David W. Boyce was sent to prison in 1991 — for life. Actually, he was hit with not one but two life terms, convicted of capital murder in the killing of his friend and then-roommate Timothy Askew. But he always claimed that he was innocent and finally, 22 years later, he proved it, exonerated by DNA evidence. But the case was even worse than a simple wrongful conviction, a well-intentioned mistake that ruined a man’s life.
Boyce says that the police in Newport News, Virginia railroaded him — on purpose. They held back evidence that they knew would have cleared him and even drummed up a phony “jail house snitch” to lie, testifying that Boyce confessed the murder to him out of the blue as he returned from the prison shower.

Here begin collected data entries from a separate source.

//! Shared primitives for all Rust crates in Grantflow.

#![forbid(unsafe_code)]

/// Caller context attached to audited operations.
pub mod actor;

use std::fmt::{Display, Formatter};

use serde::{Deserialize, Serialize};
use thiserror::Error;
use uuid::Uuid;

pub use actor::{Actor, ActorType};

/// Result type used across Grantflow crates.
pub type AppResult<T> = Result<T, AppError>;

/// A validated non-empty UTF-8 string.
#[derive(Debug, Clone, PartialEq, Eq, Hash, Serialize, Deserialize)]
pub struct NonEmptyString(String);

impl NonEmptyString {
    /// Creates a validated non-empty string.
    pub fn new(value: impl Into<String>) -> AppResult<Self> {
        let value = value.into();
        if value.trim().is_empty() {
            return Err(AppError::Validation(
                "value must not be empty or whitespace".to_owned(),
            ));
        }

        Ok(Self(value))
    }

    /// Returns the underlying string slice.
    #[must_use]
    pub fn as_str(&self) -> &str {
        self.0.as_str()
    }
}

impl From<NonEmptyString> for String {
    fn from(value: NonEmptyString) -> Self {
        value.0
    }
}

/// Workspace identifier used as the partition key for every persisted resource.
#[derive(Debug, Clone, Copy, PartialEq, Eq, Hash, Serialize, Deserialize)]
pub struct WorkspaceId(Uuid);

impl WorkspaceId {
    /// Creates a random workspace identifier.
    #[must_use]
    pub fn new() -> Self {
        Self(Uuid::new_v4())
    }

    /// Creates a workspace identifier from an existing UUID value.
    #[must_use]
    pub fn from_uuid(value: Uuid) -> Self {
        Self(value)
    }

    /// Returns the underlying UUID value.
    #[must_use]
    pub fn as_uuid(&self) -> Uuid {
        self.0
    }
}

impl Default for WorkspaceId {
    fn default() -> Self {
        Self::new()
    }
}

impl Display for WorkspaceId {
    fn fmt(&self, formatter: &mut Formatter<'_>) -> std::fmt::Result {
        write!(formatter, "{}", self.0)
    }
}

/// Opaque identifier of a user known to the surrounding system.
#[derive(Debug, Clone, Copy, PartialEq, Eq, Hash, Serialize, Deserialize)]
pub struct UserId(Uuid);

impl UserId {
    /// Creates a random user identifier.
    #[must_use]
    pub fn new() -> Self {
        Self(Uuid::new_v4())
    }

    /// Creates a user identifier from an existing UUID value.
    #[must_use]
    pub fn from_uuid(value: Uuid) -> Self {
        Self(value)
    }

    /// Returns the underlying UUID value.
    #[must_use]
    pub fn as_uuid(&self) -> Uuid {
        self.0
    }
}

impl Default for UserId {
    fn default() -> Self {
        Self::new()
    }
}

impl Display for UserId {
    fn fmt(&self, formatter: &mut Formatter<'_>) -> std::fmt::Result {
        write!(formatter, "{}", self.0)
    }
}

/// Common application error categories.
#[derive(Debug, Error)]
pub enum AppError {
    /// Invalid input or violated invariant.
    #[error("validation error: {0}")]
    Validation(String),

    /// Requested resource does not exist.
    #[error("not found: {0}")]
    NotFound(String),

    /// Transition attempted on a record that already left its pending state.
    #[error("already resolved: {0}")]
    AlreadyResolved(String),

    /// Role is not grantable at the requested scope.
    #[error("role '{role}' is not valid for {grant_type} grants")]
    InvalidRoleForType {
        /// Storage value of the rejected role.
        role: String,
        /// Storage value of the grant scope.
        grant_type: String,
    },

    /// Email does not satisfy the link domain policy.
    #[error("domain rejected: {0}")]
    DomainRejected(String),

    /// Invitation link is inactive, expired, or exhausted.
    #[error("link invalid: {0}")]
    LinkInvalid(String),

    /// Write operation conflicts with existing state.
    #[error("conflict: {0}")]
    Conflict(String),

    /// Caller is not allowed to act on the resource.
    #[error("forbidden: {0}")]
    Forbidden(String),

    /// Internal unexpected error.
    #[error("internal error: {0}")]
    Internal(String),
}

#[cfg(test)]
mod tests {
    use super::{AppError, NonEmptyString, WorkspaceId};

    #[test]
    fn non_empty_string_rejects_whitespace() {
        let result = NonEmptyString::new("   ");
        assert!(result.is_err());
    }

    #[test]
    fn workspace_id_formats_as_uuid() {
        let workspace_id = WorkspaceId::new();
        assert_eq!(workspace_id.to_string().len(), 36);
    }

    #[test]
    fn invalid_role_error_names_role_and_scope() {
        let error = AppError::InvalidRoleForType {
            role: "admin".to_owned(),
            grant_type: "task".to_owned(),
        };
        assert_eq!(
            error.to_string(),
            "role 'admin' is not valid for task grants"
        );
    }
}
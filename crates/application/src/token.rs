//! Opaque token generation for email-flow and shared-link invitations.

use std::fmt::Write;

use grantflow_core::{AppError, AppResult};

/// Generates a 256-bit random token rendered as lowercase hex.
pub(crate) fn generate_token() -> AppResult<String> {
    let mut bytes = [0u8; 32];
    getrandom::fill(&mut bytes)
        .map_err(|error| AppError::Internal(format!("failed to generate token: {error}")))?;

    Ok(bytes
        .iter()
        .fold(String::with_capacity(64), |mut acc, byte| {
            let _ = write!(acc, "{byte:02x}");
            acc
        }))
}

#[cfg(test)]
mod tests {
    use super::generate_token;

    #[test]
    fn tokens_are_hex_and_distinct() {
        let first = generate_token().unwrap_or_default();
        let second = generate_token().unwrap_or_default();

        assert_eq!(first.len(), 64);
        assert!(first.chars().all(|character| character.is_ascii_hexdigit()));
        assert_ne!(first, second);
    }
}
//! Evaluation Cache: the serialized last record under one fixed key.
//!
//! Each successful submission overwrites the previous entry. There is no expiry
//! and no history. `AppState` holds an `Arc<dyn EvaluationCache>`: Redis when
//! `REDIS_URL` is configured, in-process memory otherwise.

use async_trait::async_trait;
use redis::AsyncCommands;
use thiserror::Error;
use tokio::sync::RwLock;
use tracing::debug;

use crate::evaluation::models::EvaluationRecord;

/// The single key the last evaluation is stored under.
pub const CACHE_KEY: &str = "evaluation_data";

#[derive(Debug, Error)]
pub enum CacheError {
    #[error("redis error: {0}")]
    Redis(#[from] redis::RedisError),

    #[error("cached evaluation is not valid JSON: {0}")]
    Serde(#[from] serde_json::Error),
}

#[async_trait]
pub trait EvaluationCache: Send + Sync {
    /// Replaces the cached record.
    async fn store(&self, record: &EvaluationRecord) -> Result<(), CacheError>;

    /// Returns the last stored record, if any.
    async fn load(&self) -> Result<Option<EvaluationRecord>, CacheError>;
}

// ────────────────────────────────────────────────────────────────────────────
// Redis backend
// ────────────────────────────────────────────────────────────────────────────

pub struct RedisEvaluationCache {
    client: redis::Client,
}

impl RedisEvaluationCache {
    pub fn new(client: redis::Client) -> Self {
        Self { client }
    }
}

#[async_trait]
impl EvaluationCache for RedisEvaluationCache {
    async fn store(&self, record: &EvaluationRecord) -> Result<(), CacheError> {
        let payload = serde_json::to_string(record)?;
        let mut conn = self.client.get_multiplexed_async_connection().await?;
        conn.set::<_, _, ()>(CACHE_KEY, payload).await?;
        debug!("Stored evaluation for '{}' in redis", record.candidate_name);
        Ok(())
    }

    async fn load(&self) -> Result<Option<EvaluationRecord>, CacheError> {
        let mut conn = self.client.get_multiplexed_async_connection().await?;
        let payload: Option<String> = conn.get(CACHE_KEY).await?;
        payload
            .map(|p| serde_json::from_str(&p))
            .transpose()
            .map_err(CacheError::from)
    }
}

// ────────────────────────────────────────────────────────────────────────────
// In-process backend
// ────────────────────────────────────────────────────────────────────────────

/// Keeps the serialized copy in memory. Lost on restart.
#[derive(Default)]
pub struct InMemoryEvaluationCache {
    slot: RwLock<Option<String>>,
}

#[async_trait]
impl EvaluationCache for InMemoryEvaluationCache {
    async fn store(&self, record: &EvaluationRecord) -> Result<(), CacheError> {
        let payload = serde_json::to_string(record)?;
        *self.slot.write().await = Some(payload);
        Ok(())
    }

    async fn load(&self) -> Result<Option<EvaluationRecord>, CacheError> {
        let slot = self.slot.read().await;
        slot.as_deref()
            .map(serde_json::from_str)
            .transpose()
            .map_err(CacheError::from)
    }
}
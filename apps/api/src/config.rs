use std::time::Duration;

use anyhow::{Context, Result};

use crate::evaluation::inference::InferencePolicy;
use crate::llm_client::LlmEndpoint;
use crate::report::clamp_skills_per_page;

pub const DEFAULT_API_VERSION: &str = "2024-02-15-preview";
pub const DEFAULT_FALLBACK_INTERVIEW_DATE: &str = "2025-07-23";
pub const DEFAULT_MAX_UPLOAD_BYTES: usize = 10 * 1024 * 1024;

/// Application configuration loaded from environment variables.
/// Startup fails if a required variable is missing.
#[derive(Debug, Clone)]
pub struct Config {
    pub azure_openai_endpoint: String,
    pub azure_openai_api_key: String,
    pub azure_openai_deployment: String,
    pub azure_openai_api_version: String,
    /// Redis backs the evaluation cache when set; otherwise it lives in memory.
    pub redis_url: Option<String>,
    pub port: u16,
    pub rust_log: String,
    pub llm_timeout: Duration,
    pub extraction_timeout: Duration,
    pub max_upload_bytes: usize,
    pub pdf_page_limit: usize,
    /// Date quoted to the model when a submission carries none.
    pub fallback_interview_date: String,
    pub skills_per_page: usize,
    pub inference_policy: InferencePolicy,
}

impl Config {
    pub fn from_env() -> Result<Self> {
        dotenvy::dotenv().ok(); // load .env if present; ignore if missing

        Ok(Config {
            azure_openai_endpoint: require_env("AZURE_OPENAI_ENDPOINT")?,
            azure_openai_api_key: require_env("AZURE_OPENAI_API_KEY")?,
            azure_openai_deployment: require_env("AZURE_OPENAI_DEPLOYMENT")?,
            azure_openai_api_version: std::env::var("AZURE_OPENAI_API_VERSION")
                .unwrap_or_else(|_| DEFAULT_API_VERSION.to_string()),
            redis_url: std::env::var("REDIS_URL").ok().filter(|v| !v.trim().is_empty()),
            port: parse_env("PORT", 8080)?,
            rust_log: std::env::var("RUST_LOG").unwrap_or_else(|_| "info".to_string()),
            llm_timeout: Duration::from_secs(parse_env("LLM_TIMEOUT_SECS", 120)?),
            extraction_timeout: Duration::from_secs(parse_env("EXTRACTION_TIMEOUT_SECS", 30)?),
            max_upload_bytes: parse_env("MAX_UPLOAD_BYTES", DEFAULT_MAX_UPLOAD_BYTES)?,
            pdf_page_limit: parse_env("PDF_PAGE_LIMIT", crate::extraction::DEFAULT_PAGE_LIMIT)?,
            fallback_interview_date: std::env::var("FALLBACK_INTERVIEW_DATE")
                .unwrap_or_else(|_| DEFAULT_FALLBACK_INTERVIEW_DATE.to_string()),
            skills_per_page: clamp_skills_per_page(parse_env(
                "SKILLS_PER_PAGE",
                crate::report::DEFAULT_SKILLS_PER_PAGE,
            )?),
            inference_policy: InferencePolicy::default(),
        })
    }

    pub fn llm_endpoint(&self) -> LlmEndpoint {
        LlmEndpoint {
            base_url: self.azure_openai_endpoint.clone(),
            deployment: self.azure_openai_deployment.clone(),
            api_version: self.azure_openai_api_version.clone(),
            api_key: self.azure_openai_api_key.clone(),
        }
    }
}

fn require_env(key: &str) -> Result<String> {
    std::env::var(key).with_context(|| format!("Required environment variable '{key}' is not set"))
}

fn parse_env<T>(key: &str, default: T) -> Result<T>
where
    T: std::str::FromStr,
    T::Err: std::error::Error + Send + Sync + 'static,
{
    match std::env::var(key) {
        Ok(raw) => raw
            .trim()
            .parse::<T>()
            .with_context(|| format!("{key} must be a valid number, got '{raw}'")),
        Err(_) => Ok(default),
    }
}

#[cfg(test)]
impl Config {
    /// Defaults with a dummy endpoint; tests never reach the network through it.
    pub fn for_tests() -> Self {
        Config {
            azure_openai_endpoint: "http://127.0.0.1:9".to_string(),
            azure_openai_api_key: "test-key".to_string(),
            azure_openai_deployment: "eval".to_string(),
            azure_openai_api_version: DEFAULT_API_VERSION.to_string(),
            redis_url: None,
            port: 8080,
            rust_log: "debug".to_string(),
            llm_timeout: Duration::from_secs(5),
            extraction_timeout: Duration::from_secs(5),
            max_upload_bytes: DEFAULT_MAX_UPLOAD_BYTES,
            pdf_page_limit: crate::extraction::DEFAULT_PAGE_LIMIT,
            fallback_interview_date: DEFAULT_FALLBACK_INTERVIEW_DATE.to_string(),
            skills_per_page: crate::report::DEFAULT_SKILLS_PER_PAGE,
            inference_policy: InferencePolicy::default(),
        }
    }
}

Those are the charges in a lawsuit David W. Boyce, now 44-years-old, filed last Tuesday, which specifically names two Newport News police officers, Thomas Bennett and Patricia Montgomery, who Boyce says lied, held back evidence, and misled witnesses in their zeal to send Boyce away for a crime he did not commit.
Now David Boyce wants compensation for the decades of his life he says were deliberately stolen from him, to the tune of $25 million.
Askew was robbed and stabbed to death at an Econo Lodge Motel in Newport News in 1991, where he and Boyce then lived together in one room. Askew was murdered in a different room, where he was partying and having sex with a man who was not David Boyce.
A hotel clerk saw a man with long hair skulking around the premises the night of the murder. According to Boyce’s lawsuit, Officer Montgomery claimed that Boyce had long hair when she fingerprinted him that same night, but that he cut it short immediately thereafter.
Boyce said that police took a Polaroid picture of him the night of the murder that would show he had short hair at that time. But police conveniently “lost” the photo for years.
In 2005, as Boyce and his attorneys fought to have his conviction thrown out, prosecutors turned over a batch of evidence that had not been made available to Boyce at his trial 14 years earlier. The Polaroid photo — showing Boyce with short hair — was in that file of evidence.
Boyce also learned that the “jail house snitch” Herman Elkins, who testified at trial that Boyce spontaneously confessed the murder to him through the bars of his cell, had recanted his story in 2004. But prosecutors had not revealed the recantation.
Also in 2004, DNA tests on blood and semen found in the room where Askew was murdered revealed the presence of another man — but none of Boyce’s DNA was a match.
“Boyce’s wrongful conviction and continuing incarceration were no inadvertent mistake,” the lawsuit says. “They were caused by the intentional, bad faith, or alternatively, reckless acts f defendant officers Thomas E. Bennett, the lead detective on the case, Patricia L. Montgomery, the evidence technician assigned to the case, as well as the intentional, bad faith, or alternatively, reckless acts of various former and/or current Newport News Police Department (officers).”
Boyce is lucky to be alive. Prosecutors sought the death penalty, but his trial jury decided on the double-life term instead.
Neither Bennett nor Montgomery still work for the Newport News Police Department, but the city will be on the hook for the $25 million if David W. Boyce prevails in his lawsuit for the 22 years of his life he can never get back.